The story found that, based on the 53 federal public corruption convictions between 1998 and 2007 in North Dakota, there were 8.3 convictions per 100,000 people in the state - the most in the nation. Illinois had 3.9 per 100,000, according to the story, ranking it 18th overall.

A little context: North Dakota has about 640,000 people. Illinois has 12.8 million and 502 federal corruption convictions between 1998 and 2007.

As for North Dakota's company in USA Today's analysis: At No. 2 is Louisiana, with 7.7 convictions per 100,000 people, home to disgraced Democratic Rep. William Jefferson. And No. 3 is Alaska, with 7.5 convictions per 100,000 people, home to the recently convicted Republican Sen. Ted Stevens.

Attorney General Wayne Stenehjem called the article "patently ridiculous" on Thursday, adding among the most recent examples of high-profile federal convictions in North Dakota are the six Twin Butte school district members convicted of misusing school funds.

"I think everyone would agree that a group of local school board officials is far different than a governor accused of selling a U.S. Senate seat," said Stenehjem, referring to Gov. Rod Blagojevich, who federal authorities arrested on Tuesday for trying to profit off of President-elect Obama's vacated Senate seat.

He's the second Illinois governor to wind up with federal charges this decade.

As for the article in USA Today: "This is what happens when you have somebody who takes statistics and doesn't do any analysis or comparison or puts anything into context," Stenehjem said.

While U.S. Attorney Drew Wrigley was unavailable for comment Thursday, other state officials expressed their confusion over the corruption article.

"You gotta be kidding me," Secretary of State Al Jaeger said. "Boy, I've lived here all my life. I can't think of anybody who's been nailed for something."

Russell Mokhiber, editor of the weekly Washington-based newsletter Corporate Crime Reporter, said his organization ran a similar story in 2004 that pegged North Dakota as a hotbed of public corruption, with 45 federal convictions between 1993 and 2002.

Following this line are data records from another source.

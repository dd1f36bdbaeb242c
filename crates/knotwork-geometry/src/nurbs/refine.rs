//! Knot insertion and Bézier decomposition on homogeneous control points.

use knotwork_core::Tolerance;
use knotwork_math::HomogeneousPoint;

use super::knot::span_index;

/// Insert `t` once into the knot vector (Boehm's algorithm).
///
/// The curve is unchanged; one control point is added. `t` must lie inside
/// the domain.
pub fn insert_knot(
    degree: usize,
    knots: &[f64],
    points: &[HomogeneousPoint],
    t: f64,
) -> (Vec<f64>, Vec<HomogeneousPoint>) {
    let p = degree;
    let n = points.len() - 1;
    let k = span_index(p, knots, n, t);

    let mut new_points = Vec::with_capacity(points.len() + 1);
    for i in 0..=n + 1 {
        let q = if i + p <= k {
            points[i]
        } else if i > k {
            points[i - 1]
        } else {
            let denom = knots[i + p] - knots[i];
            let alpha = if denom == 0.0 { 0.0 } else { (t - knots[i]) / denom };
            alpha * points[i] + (1.0 - alpha) * points[i - 1]
        };
        new_points.push(q);
    }

    let mut new_knots = Vec::with_capacity(knots.len() + 1);
    new_knots.extend_from_slice(&knots[..=k]);
    new_knots.push(t);
    new_knots.extend_from_slice(&knots[k + 1..]);

    (new_knots, new_points)
}

/// Split a clamped curve into Bézier pieces at its interior knots.
///
/// Each piece is returned as `(knots, points)` with `degree + 1` points and a
/// clamped knot vector spanning one original knot interval.
pub fn decompose_into_beziers(
    degree: usize,
    knots: &[f64],
    points: &[HomogeneousPoint],
) -> Vec<(Vec<f64>, Vec<HomogeneousPoint>)> {
    let p = degree;
    let mut knots = knots.to_vec();
    let mut points = points.to_vec();

    let (t0, t1) = (knots[p], knots[knots.len() - p - 1]);
    let mut interior: Vec<f64> = Vec::new();
    for &k in &knots[p + 1..knots.len() - p - 1] {
        if k - t0 > Tolerance::EPSILON
            && t1 - k > Tolerance::EPSILON
            && interior.last().map_or(true, |&last| k - last > Tolerance::EPSILON)
        {
            interior.push(k);
        }
    }

    for &u in &interior {
        let multiplicity = knots.iter().filter(|&&k| (k - u).abs() < Tolerance::EPSILON).count();
        for _ in multiplicity..p {
            let (k, q) = insert_knot(p, &knots, &points, u);
            knots = k;
            points = q;
        }
    }

    let mut bounds = Vec::with_capacity(interior.len() + 2);
    bounds.push(t0);
    bounds.extend_from_slice(&interior);
    bounds.push(t1);

    bounds
        .windows(2)
        .enumerate()
        .map(|(i, w)| {
            let mut seg_knots = vec![w[0]; p + 1];
            seg_knots.extend(std::iter::repeat(w[1]).take(p + 1));
            let seg_points = points[i * p..=i * p + p].to_vec();
            (seg_knots, seg_points)
        })
        .collect()
}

Columnist and former Lt. Gov. Lloyd Omdahl responded with a column in 2004 critical of the newsletter's finding, writing that many of those federal convictions stemmed from American Indian reservations, based on a letter he received from the state's U.S attorney.

"First of all, Indian reservation are not state entities, nor are they political subdivisions of the state, so employees of casinos are not public officials engaged in official public duties," Omdahl wrote.

In the Corporate Crime Reporter's 2007 report, Mokhiber said his newsletter only included the 35 most populated states because of the statistical unfairness on sparsely populated states like North Dakota. The report found that Louisiana, followed by Mississippi and Kentucky, are the country's most corrupt states.

"We learned from our mistake when we crunched our numbers," he said. "What your columnist wrote we took to heart; we agree that North Dakota is not the most corrupt state."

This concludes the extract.